3. Bank Automobile Allowance. During the term of this Agreement, the Bank shall provide Executive with an automobile allowance of not less than One Thousand Dollars ($1,000) per month.

4. Key Man and Disability Insurance. The Bank or Parent shall have the right to obtain and hold a “key man” life insurance policy on the life of Executive and/or a disability insurance policy with the Bank or Parent as the beneficiary of the policy. Executive agrees to provide any information required for the issuance of such policy and submit himself to any physical examination required for such policy.
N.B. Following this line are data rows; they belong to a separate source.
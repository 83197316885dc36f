//! Progress spinner observer

use indicatif::{ProgressBar, ProgressStyle};

use crate::{
    Error, Result,
    identifiers::StateId,
    ports::Observer,
    world::{FailureReason, GraphStats, State},
};

/// How many expansions pass between spinner refreshes.
const REFRESH_INTERVAL: usize = 4096;

/// Spinner showing exploration and solver progress
pub struct ProgressObserver {
    spinner: Option<ProgressBar>,
    expanded: usize,
    accepting: usize,
    failing: usize,
}

impl ProgressObserver {
    pub fn new() -> Self {
        Self {
            spinner: None,
            expanded: 0,
            accepting: 0,
            failing: 0,
        }
    }

    fn start(&mut self, message: String) -> Result<()> {
        let spinner = ProgressBar::new_spinner();
        spinner.set_style(
            ProgressStyle::default_spinner()
                .template("{spinner:.green} [{elapsed_precise}] {msg}")
                .map_err(|e| Error::ProgressBarTemplate {
                    message: e.to_string(),
                })?,
        );
        spinner.set_message(message);
        self.spinner = Some(spinner);
        Ok(())
    }

    fn message(&self) -> String {
        format!(
            "{} expanded, {} accepting, {} failing",
            self.expanded, self.accepting, self.failing
        )
    }

    fn refresh(&self) {
        let seen = self.expanded + self.accepting + self.failing;
        if let Some(spinner) = &self.spinner {
            if seen.is_multiple_of(REFRESH_INTERVAL) {
                spinner.set_message(self.message());
                spinner.tick();
            }
        }
    }
}

impl Default for ProgressObserver {
    fn default() -> Self {
        Self::new()
    }
}

impl Observer for ProgressObserver {
    fn on_generation_start(&mut self, _initial: &State) -> Result<()> {
        self.start("exploring state space".to_string())
    }

    fn on_state_expanded(&mut self, _id: StateId, _state: &State, _edges: usize) -> Result<()> {
        self.expanded += 1;
        self.refresh();
        Ok(())
    }

    fn on_accepting(&mut self, _id: StateId, _state: &State) -> Result<()> {
        self.accepting += 1;
        self.refresh();
        Ok(())
    }

    fn on_failing(&mut self, _id: StateId, _state: &State, _reason: FailureReason) -> Result<()> {
        self.failing += 1;
        self.refresh();
        Ok(())
    }

    fn on_generation_end(&mut self, stats: &GraphStats) -> Result<()> {
        if let Some(spinner) = self.spinner.take() {
            spinner.finish_with_message(format!(
                "{} states, {} transitions",
                stats.total_states, stats.transitions
            ));
        }
        Ok(())
    }

    fn on_sweep(&mut self, sweep: usize, delta: f64) -> Result<()> {
        if self.spinner.is_none() {
            self.start("value iteration".to_string())?;
        }
        if let Some(spinner) = &self.spinner {
            spinner.set_message(format!("sweep {sweep}, delta {delta:.6}"));
            spinner.tick();
        }
        Ok(())
    }

    fn on_solve_end(&mut self, sweeps: usize, final_delta: f64) -> Result<()> {
        if let Some(spinner) = self.spinner.take() {
            spinner.finish_with_message(format!(
                "converged after {sweeps} sweeps (delta {final_delta:.6})"
            ));
        }
        Ok(())
    }
}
5. Indemnification. The Bank and the Parent will, to the maximum extent permitted by law, defend, indemnify and hold harmless Executive and his heirs, estate, executors and administrators against any costs, losses, claims, suits, proceedings, damages or liabilities to which Executive may become subject which arise out of, are based upon or relate to Executive’s employment by the Bank, or the Executive’s service as an officer of the Bank or the Parent, including without limitation the advance of legal or other expenses reasonably incurred by Executive in connection with investigation and defending against any such costs, losses, claims, suits, proceedings, damages or liabilities, provided that any reimbursement provided by this Paragraph D.6 to Executive for costs or legal fees arising out of claims made against Executive shall be subject to compliance with Section 409A of the Internal Revenue Code. The Bank or the Parent shall maintain directors’ and officers’ liability insurance in commercially reasonable amounts (as reasonably determined by the Board), and Executive shall be covered under such insurance to the same extent as other senior management employees of the Bank or the Parent.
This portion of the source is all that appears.